Ahh good .. now to turn you into the spam kings .. hehe

The bug has been reported, but it's probably a good idea to file another bug WRT the guide as the issue should probably be mentioned there.

Good your up and working ...

----------

## trellis

The guide I was working to was the Virtual domains qmail/courier-imap one, but I didn't bother with courier-imap - just used qmail's own pop3d. This guide didn't mention configuring relaying in this way - I made it up  :Smile: 

----------

## cselkirk

Still, the Guide should probably mention this as a gotcha. uspci-tcp is a component/dependency of qmail and so anyone installing qmail on gentoo will encounter this problem. Not only if relaying, tcpserver looses the ability to understand ipv4 addressing.
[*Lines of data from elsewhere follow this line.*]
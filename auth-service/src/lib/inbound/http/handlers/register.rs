use axum::extract::State;
use axum::http::StatusCode;
use axum::Json;
use chrono::DateTime;
use chrono::Utc;
use serde::Deserialize;
use serde::Serialize;
use thiserror::Error;

use super::ApiError;
use super::ApiSuccess;
use crate::domain::auth::errors::EmailError;
use crate::domain::auth::errors::PasswordPolicyError;
use crate::domain::auth::errors::UsernameError;
use crate::domain::auth::models::EmailAddress;
use crate::domain::auth::models::Password;
use crate::domain::auth::models::RegisterCommand;
use crate::domain::auth::models::Role;
use crate::domain::auth::models::User;
use crate::domain::auth::models::Username;
use crate::domain::auth::ports::AuthServicePort;
use crate::inbound::http::router::AppState;

pub async fn register<S: AuthServicePort>(
    State(state): State<AppState<S>>,
    Json(body): Json<RegisterRequest>,
) -> Result<ApiSuccess<RegisterResponseData>, ApiError> {
    state
        .auth_service
        .register(body.try_into_command()?)
        .await
        .map_err(ApiError::from)
        .map(|ref user| ApiSuccess::new(StatusCode::CREATED, user.into()))
}

/// HTTP request body for registering a user (raw JSON)
#[derive(Debug, Clone, PartialEq, Eq, Deserialize)]
pub struct RegisterRequest {
    username: String,
    email: String,
    password: String,
}

#[derive(Debug, Clone, Error)]
enum ParseRegisterRequestError {
    #[error("Invalid username: {0}")]
    Username(#[from] UsernameError),

    #[error("Invalid email: {0}")]
    Email(#[from] EmailError),

    #[error("Invalid password: {0}")]
    Password(#[from] PasswordPolicyError),
}

impl RegisterRequest {
    fn try_into_command(self) -> Result<RegisterCommand, ParseRegisterRequestError> {
        let username = Username::new(self.username)?;
        let email = EmailAddress::new(self.email)?;
        let password = Password::new(self.password)?;
        Ok(RegisterCommand::new(username, email, password))
    }
}

impl From<ParseRegisterRequestError> for ApiError {
    fn from(err: ParseRegisterRequestError) -> Self {
        ApiError::BadRequest(err.to_string())
    }
}

/// Created user as returned to the client; credential hashes are left out.
#[derive(Debug, Clone, PartialEq, Eq, Serialize)]
pub struct RegisterResponseData {
    pub id: String,
    pub username: String,
    pub email: String,
    pub avatar: Option<String>,
    pub display_name: Option<String>,
    pub bio: Option<String>,
    pub roles: Vec<Role>,
    pub created_at: DateTime<Utc>,
}

impl From<&User> for RegisterResponseData {
    fn from(user: &User) -> Self {
        Self {
            id: user.id.to_string(),
            username: user.username.as_str().to_string(),
            email: user.email.as_str().to_string(),
            avatar: user.avatar.clone(),
            display_name: user.display_name.clone(),
            bio: user.bio.clone(),
            roles: user.roles.clone(),
            created_at: user.created_at,
        }
    }
}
Fortunatly tcpservers default behavior is only to allow relaying when explictly defined and even an empty cdb will still only mean ":allow".

I wasn't saying you specificly need to report it but the guides author should probably get a heads up.

----------

## cmoad

I have done everything on this forum and I am still having problems.  I can receive mail and send to a local account but weird things happen when I try to send to a remote account.  First of all, everything acts as if it works fine.  The qmail-smtpd log acts as if the mail was processed fine.  The weird thing I am seeing is a spawned process that is not doing anything.

If I send an email from cmoad@mydomain.com to cmoad@gmail.com for example, I see a process named:

 *Quote:*   

> qmail-remote gmail.com cmoad@mydomain.com cmoad@gmail.com

 

This process never goes away!

Any ideas?

Thanks for the help.

----------

## j-m

 *cmoad wrote:*   

> 
> 
> Any ideas?
> 
> 

 

Sure...

```

ditch qmail

emerge postfix

```

I hate to do this but I really have to say that qmail without those loads of third-party patches is missing the basic functionality of modern MTA. All the stuff is messy and unnecessarily complex and therefore prone to errors and problems. It´s just about time to say goodbye...  :Twisted Evil: 

----------

## cmoad

Haha!  Did you post this exact response in another thread?  I swear I saw it there too.  One question to you though, is the gentoo guide, http://www.gentoo.org/doc/en/virt-mail-howto.xml, a good one to follow?

----------

## j-m

 *cmoad wrote:*   

> One question to you though, is the gentoo guide, http://www.gentoo.org/doc/en/virt-mail-howto.xml, a good one to follow?

 

Yes, it works very well. This one is also nice...  :Wink: 

----------

## cselkirk

 *j-m wrote:*   

> I hate to do this but I really have to say that qmail without those loads of third-party patches is missing the basic functionality of modern MTA. All the stuff is messy and unnecessarily complex and therefore prone to errors and problems. It´s just about time to say goodbye... :twisted:

 

Nonsense. Would you say the Linux kernel is "missing basic functionality" due to the fact that third party patches are applied? Take a look at any of the *-sources ebuilds and the number of patches available via other "third parties", and why stop there .. the number of ebuilds that don't get patches applied would probably be in quite a distinct minority.

The fact that qmail is patched by vendors says absolutly nothing about its functioning as an MTA. 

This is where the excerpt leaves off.